The Ontario government recently had the chance to fix the two-tier rental market, but Liberals and Progressive Conservatives joined forces to shut it down.
Elections are usually known for bringing out the political basket of goodies: tax breaks, extra spending, programs, protections etc.
So, you’d think a bill protecting Ontario’s tenants from massive rent increases would be politically easy right about now for all parties—a slam-dunk with an election right around the corner. Sadly, you’d be wrong.
Currently, the Residential Tenancies Act exempts any building in Ontario built after 1991 from any kind of rent control. Today, landlords in those buildings can raise rent by any amount they want, as a CBC reporter and a whole building of tenants recently found out.
The government finally agreed to boost rent control in the future, but haven’t said when or what is coming. Two weeks ago, NDP MPP Peter Tabuns tried to force the issue, trying to get the 21 words in the law that allow the increases taken out, thus bringing all units under rent control.
Tabuns’s attempt to fast-track the bill to end the exemption was sunk in the provincial legislature when the Liberals and Progressive Conservatives joined forces to shut it down.
It was, needless to say, an odd move by both the government and opposition.
Ending the exemption via a private member’s bill was actually first suggested by an opposition PC MPP in 2011, upset at tenants in his Ottawa riding getting gouged. These days, Progressive Conservative finance critic Vic Fedeli doesn’t even mention tenants and just talks about red tape.
A couple of weeks ago, both economists and Premier Kathleen Wynne outlined why the argument against rent control—that it affected whether developers build rental housing or not—“does not actually hold water.” And last week, the Liberals said they would be bringing out a bunch of changes to the law soon…but not today.

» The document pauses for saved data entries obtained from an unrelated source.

#[cfg(test)]
mod tests {
    use super::*;
    use std::collections::VecDeque;
    use std::sync::atomic::{AtomicU32, Ordering};

    /// Timebase the test moves by hand.
    struct ManualTimebase(AtomicU32);

    impl ManualTimebase {
        fn set(&self, ms: u32) {
            self.0.store(ms, Ordering::SeqCst);
        }
    }

    impl Timebase for ManualTimebase {
        fn now_ms(&self) -> u32 {
            self.0.load(Ordering::SeqCst)
        }
    }

    /// Classifier returning a scripted sequence of results, then false.
    struct Scripted(VecDeque<bool>);

    impl Classifier for Scripted {
        fn classify(&mut self, _window: &[bool]) -> bool {
            self.0.pop_front().unwrap_or(false)
        }

        fn reset(&mut self) {}
    }

    fn detector_with(
        results: &[bool],
    ) -> (Arc<Detector>, Arc<ManualTimebase>) {
        let timebase = Arc::new(ManualTimebase(AtomicU32::new(0)));
        let detector = Arc::new(Detector::new(
            DetectorConfig::default(),
            Arc::clone(&timebase) as Arc<dyn Timebase>,
            Box::new(Scripted(results.iter().copied().collect())),
            Arc::new(MetricsRegistry::new()),
        ));
        (detector, timebase)
    }

    fn level(detector: &Detector, raw: RawEvent, at_ms: u32) {
        handle_event(
            detector,
            DetectorEvent::Level {
                raw,
                at_ms,
                epoch: detector.epoch.current(),
                enqueued_at: Instant::now(),
            },
        );
    }

    fn tick(detector: &Detector) {
        handle_event(
            detector,
            DetectorEvent::Tick {
                epoch: detector.epoch.current(),
                enqueued_at: Instant::now(),
            },
        );
    }

    #[test]
    fn queries_before_first_start_return_defaults() {
        let (detector, _) = detector_with(&[]);
        assert!(!detector.is_listening());
        assert!(!detector.was_detected());
        let snapshot = detector.debug_snapshot();
        assert_eq!(snapshot.len(), 75);
        assert!(snapshot.iter().all(|&slot| !slot));
    }

    #[test]
    fn events_while_idle_are_dropped() {
        let (detector, _) = detector_with(&[true]);
        level(&detector, RawEvent::Loud, 0);
        level(&detector, RawEvent::Quiet, 200);
        tick(&detector);
        assert!(!detector.was_detected());
        assert!(detector.debug_snapshot().iter().all(|&slot| !slot));
    }

    #[test]
    fn two_event_fixture_fills_the_first_slot() {
        let (detector, timebase) = detector_with(&[]);
        detector.start_listening().unwrap();

        level(&detector, RawEvent::Loud, 0);
        timebase.set(41);
        level(&detector, RawEvent::Quiet, 41);

        let snapshot = detector.debug_snapshot();
        assert_eq!(snapshot[..2], [true, false]);
        assert!(snapshot[2..].iter().all(|&slot| !slot));
    }

    #[test]
    fn session_clock_starts_at_the_listen_call() {
        let (detector, timebase) = detector_with(&[]);
        timebase.set(10_000);
        detector.start_listening().unwrap();

        // 10 041 ms absolute is 41 ms into the session: tick 1.
        level(&detector, RawEvent::Loud, 10_000);
        level(&detector, RawEvent::Quiet, 10_041);
        assert_eq!(detector.debug_snapshot()[..2], [true, false]);
    }

    #[test]
    fn detection_is_sticky_until_read_then_clears() {
        let (detector, _) = detector_with(&[true, false, false]);
        detector.start_listening().unwrap();

        level(&detector, RawEvent::Loud, 0);
        level(&detector, RawEvent::Quiet, 50);
        tick(&detector); // scripted true → latched

        // Subsequent negative classifications must not clear the latch.
        level(&detector, RawEvent::Quiet, 100);
        tick(&detector);
        level(&detector, RawEvent::Quiet, 150);
        tick(&detector);

        assert!(detector.was_detected());
        assert!(!detector.was_detected()); // read-and-clear
    }

    #[test]
    fn classifier_runs_once_per_new_tick() {
        // Script has exactly one `true`; if the gate let the same tick
        // through twice, the second run would consume the scripted false
        // and detection order would show it.
        let (detector, _) = detector_with(&[false, true]);
        detector.start_listening().unwrap();

        level(&detector, RawEvent::Loud, 0);
        level(&detector, RawEvent::Quiet, 50); // tick 1
        tick(&detector); // consumes scripted false
        tick(&detector); // same tick: gated, script untouched
        assert!(!detector.was_detected());

        level(&detector, RawEvent::Quiet, 100); // tick 2
        tick(&detector); // consumes scripted true
        assert!(detector.was_detected());
    }

    #[test]
    fn restart_resets_window_gate_and_flag() {
        let (detector, timebase) = detector_with(&[true]);
        detector.start_listening().unwrap();

        level(&detector, RawEvent::Loud, 0);
        for ms in (50..4000).step_by(50) {
            level(&detector, RawEvent::Loud, ms);
        }
        tick(&detector);
        assert!(detector.debug_snapshot().iter().any(|&slot| slot));

        timebase.set(5000);
        detector.start_listening().unwrap();
        assert!(detector.debug_snapshot().iter().all(|&slot| !slot));
        assert!(!detector.was_detected());
    }

    #[test]
    fn stale_epoch_events_are_dropped_after_restart() {
        let (detector, _) = detector_with(&[]);
        detector.start_listening().unwrap();
        let old_epoch = detector.epoch.current();

        detector.start_listening().unwrap(); // re-start advances the epoch

        handle_event(
            &detector,
            DetectorEvent::Level {
                raw: RawEvent::Loud,
                at_ms: 0,
                epoch: old_epoch,
                enqueued_at: Instant::now(),
            },
        );
        handle_event(
            &detector,
            DetectorEvent::Level {
                raw: RawEvent::Quiet,
                at_ms: 200,
                epoch: old_epoch,
                enqueued_at: Instant::now(),
            },
        );
        assert!(detector.debug_snapshot().iter().all(|&slot| !slot));
    }

    #[test]
    fn stop_retains_state_read_only() {
        let (detector, _) = detector_with(&[]);
        detector.start_listening().unwrap();
        level(&detector, RawEvent::Loud, 0);
        level(&detector, RawEvent::Quiet, 50);

        detector.stop();
        assert!(!detector.is_listening());
        // Snapshot survives the stop, and further events are ignored.
        assert_eq!(detector.debug_snapshot()[0], true);
        level(&detector, RawEvent::Loud, 100);
        level(&detector, RawEvent::Quiet, 400);
        assert_eq!(detector.debug_snapshot()[..2], [true, false]);

        detector.stop(); // redundant stop is a no-op
    }

    #[test]
    fn event_loop_thread_processes_and_exits_on_disconnect() {
        let (detector, _) = detector_with(&[true]);
        detector.start_listening().unwrap();
        let (tx, rx) = cb::unbounded();
        let handle = spawn_event_loop(rx, Arc::clone(&detector));

        let epoch = detector.epoch.current();
        tx.send(DetectorEvent::Level {
            raw: RawEvent::Loud,
            at_ms: 0,
            epoch,
            enqueued_at: Instant::now(),
        })
        .unwrap();
        tx.send(DetectorEvent::Level {
            raw: RawEvent::Quiet,
            at_ms: 50,
            epoch,
            enqueued_at: Instant::now(),
        })
        .unwrap();
        tx.send(DetectorEvent::Tick {
            epoch,
            enqueued_at: Instant::now(),
        })
        .unwrap();

        drop(tx);
        drop(handle); // joins: all sends processed in order

        assert!(detector.was_detected());
        assert_eq!(detector.debug_snapshot()[0], true);
    }
}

As long as the exemption stays in place, the risk to tenants remains high. While lobbyists for landlords have argued for keeping the exemption to maintain “investor stability,” it creates major tenant instability today for those who get massive arbitrary increases in a wildly artificially distorted housing market.
All new rental units being built are exempt from rent control, meaning that for thousands of units a landlord who made a bad investment or who doesn’t know how to manage money can simply pass their costs onto tenants who make around $40,000 a year or less.
Even more scary are “economic evictions,” where a tenant is punished with a massive rent increase for asking for repairs. The act currently creates a class of tenants that have no real tenant rights.
It’s a bad situation and one that prompted Mayor John Tory to warn landlords to “be very careful about what they do in instances like this.”
Again, though you might think that all parties would immediately move to rein in landlords charging these kinds of exorbitant rents, but there is a counter incentive to end tenant pain: keeping landlord profit.
Right now, landlords are enjoying the strongest rental market in 30 years, with record profits, tenant bidding wars, and record high rents. They are seeing investors pour in to snap up the available housing stock. They want the money party to go on forever.
As media and community groups have pointed out, landlords give a lot of money provincially, especially during leadership conventions. Meanwhile, the most successful way to build rental housing—by incentivizing rental construction over condo construction with zoning and developer tax changes—doesn’t necessarily go over well with the development industry.
Probably more importantly, landlords have very successfully and repeatedly (with examples back to 1982!) sold the idea that rent control negatively affects rental housing construction even though there’s no economic evidence that it does generally or specifically in Ontario.
Sadly, a number of different media outlets and editorial boards (here, here, here, here, and here) have repeated this industry talking point, almost ignoring the federal policies whose existence gave rise to most of our housing stock. These days, federal housing commitments are hailed for their size, in comparison to those of the previous government, even though they are peanuts compared to the programs of the 1980s.
In the meantime, tenants will experience increasing suffering. As long as it remains more profitable to build condos over rental housing, the rental supply will keep shrinking and rent will keep shooting up 8 per cent year after year, while wages remain stagnant and employment precarious.
Any new stock (mostly from new condos) will help with supply, but it’s not enough without federal and provincial governments stepping in to help. And, any new stock will have no rent control.
Until rent control is brought in for all tenants, we will continue to see a growing two-tier system. One tier will have stable rents that rise with inflation. The other will have thousands of tenants unable to move and pushed to the financial edge when forced to pay for a landlord’s gambling habit, a bad investment, or a landlord chasing the highest rent in an out-of-control failed rental market.
Geordie Dent is the executive director of the Federation of Metro Tenants’ Associations.